How Scopes Affect Transitivity

If a dependency is set to the scope in the left column, transitive dependencies of that dependency with the scope across the top row will result in a dependency in the main project with the scope listed at the intersection. No scope listed means the dependency will be omitted:

compile provided runtime test
compile compile - runtime -
provided provided - provided -
runtime runtime - runtime -
test test - test -

Dependency Management

If project POMs are declared hierarchically, a useful feature is dependency management, that allows dependency information inheritance amongst hierarchical projects. The dependency management is a Maven feature that provide the following functions:

1. It allows for the centralization of the dependency information. The dependency management can be used to specify versions for dependencies whose version were not specified directly in the <dependencies> section.

2. Dependency information inheritance. When you have a set of projects that inherit a common parent you can put all the information about the dependencies in the <dependencyManagement> section of the common POM and have simpler references to artifacts in child POMs. If a dependency is incompletely declared in a child pom and it is not present in the parent's <dependencyManagement> section, the build will fail.
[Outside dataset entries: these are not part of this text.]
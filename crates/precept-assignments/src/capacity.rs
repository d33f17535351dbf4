//! The capacity ledger.
//!
//! There is no stored counter: the ledger is the count of active rows in
//! the assignments table, taken inside the caller's write transaction.
//! That makes it impossible for the ledger to drift from the data it
//! guards, and `active_count` doubles as the reconciliation recount.

use precept_core::ids::PreceptorId;
use rusqlite::Connection;
use tracing::debug;

use crate::errors::AssignmentError;

/// Hard limit on simultaneously supervised students per preceptor.
pub const MAX_ACTIVE_PER_PRECEPTOR: u32 = 5;

/// Capacity checks over the active-assignment count.
pub struct CapacityLedger;

impl CapacityLedger {
    /// Claim one slot under the preceptor's capacity limit.
    ///
    /// Must be called on a connection that already holds the database write
    /// lock (a `BEGIN IMMEDIATE` transaction). The caller inserts the
    /// assignment row in the same transaction, so the count seen here
    /// cannot change before the insert commits; two concurrent reserves
    /// for the last slot serialize on the write lock and the loser sees
    /// the winner's row.
    pub fn try_reserve(
        conn: &Connection,
        preceptor_id: &PreceptorId,
    ) -> Result<(), AssignmentError> {
        let count = Self::active_count(conn, preceptor_id)?;
        if count >= MAX_ACTIVE_PER_PRECEPTOR {
            debug!(%preceptor_id, count, "capacity check failed");
            return Err(AssignmentError::CapacityExceeded {
                preceptor_id: preceptor_id.clone(),
                limit: MAX_ACTIVE_PER_PRECEPTOR,
            });
        }
        Ok(())
    }

    /// Recount the preceptor's active assignments.
    pub fn active_count(
        conn: &Connection,
        preceptor_id: &PreceptorId,
    ) -> Result<u32, AssignmentError> {
        let count: u32 = conn.query_row(
            "SELECT COUNT(*) FROM assignments WHERE preceptor_id = ?1 AND status = 'active'",
            rusqlite::params![preceptor_id.as_str()],
            |row| row.get(0),
        )?;
        Ok(count)
    }

    /// Free slots remaining under the limit.
    pub fn remaining(
        conn: &Connection,
        preceptor_id: &PreceptorId,
    ) -> Result<u32, AssignmentError> {
        let count = Self::active_count(conn, preceptor_id)?;
        Ok(MAX_ACTIVE_PER_PRECEPTOR.saturating_sub(count))
    }
}

// ─────────────────────────────────────────────────────────────────────────────
// Tests
// ─────────────────────────────────────────────────────────────────────────────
3. It allows project authors to declare specific versions for their dependencies, when those dependencies are encountered in the transitive dependency graph (you can see it as a mask that applies to the transitive dependency graph).

Configuration:

<dependencyManagement>

Excluded Dependencies

Dependencies that are pulled in with the transitive dependency graph can be explicitly excluded with the <exclusion> element.

Optional Dependencies

Optional dependencies do are not included in the transitive dependency graph. Optional means "excluded by default".

BOM

BOM (Bill of Material) is a pattern that allow projects to import managed dependencies from another project.

This is accomplished by declaring a "pom" artifact as a dependency with the "import" scope. This provides the equivalent of a "bill of materials". The bill of materials is essentially a versioned list of dependencies.

A project ("bom") can declare itself a "bill of materials" and it defines the versions of the artifacts that will be created in the library of artifacts. This effectively incapsulates a set of versions and gives a unique version to the incapsulated list. Other project (X) can import it, thus importing all dependencies declared in the bill of material.

Also see import scope.

"bom" POM:

<project ...>
  <groupId>com.test</groupId>
  <artifactId>bom</artifactId>
  <version>1.0.0</version>
  <packaging>pom</packaging>
  <properties>
    <project1Version>1.0.0</project1Version>
    <project2Version>1.0.0</project2Version>
  </properties>
  <dependencyManagement>
    <dependencies>
      <dependency>
        <groupId>com.test</groupId>
        <artifactId>project1</artifactId>
        <version>${project1Version}</version>
      </dependency>
      <dependency>
        <groupId>com.test</groupId>
        <artifactId>project2</artifactId>
        <version>${project1Version}</version>
      </dependency>
    </dependencies>
  </dependencyManagement>
</project>

X POM:

<project ...>
  <groupId>X</groupId>
  <artifactId>x</artifactId>
  <version>1.0</version>
  <packaging>jar</packaging>
 
  <dependencyManagement>
    <dependencies>
      <dependency>
        <groupId>com.test</groupId>
        <artifactId>bom</artifactId>
        <version>1.0.0</version>
        <type>pom</type>
        <scope>import</scope>
      </dependency>
    </dependencies>
  </dependencyManagement>
  <dependencies>
    <dependency>
      <groupId>com.test</groupId>
      <artifactId>project1</artifactId>
    </dependency>
    <dependency>
      <groupId>com.test</groupId>
      <artifactId>project2</artifactId>
    </dependency>
  </dependencies>
</project>

A BOM specifies a dependency graph to chose from, not a dependency. The dependencies still need to be declared, but with a BOM, Maven will prioritize artifacts specified by the BOM over other artifacts, when resolving transitive dependencies.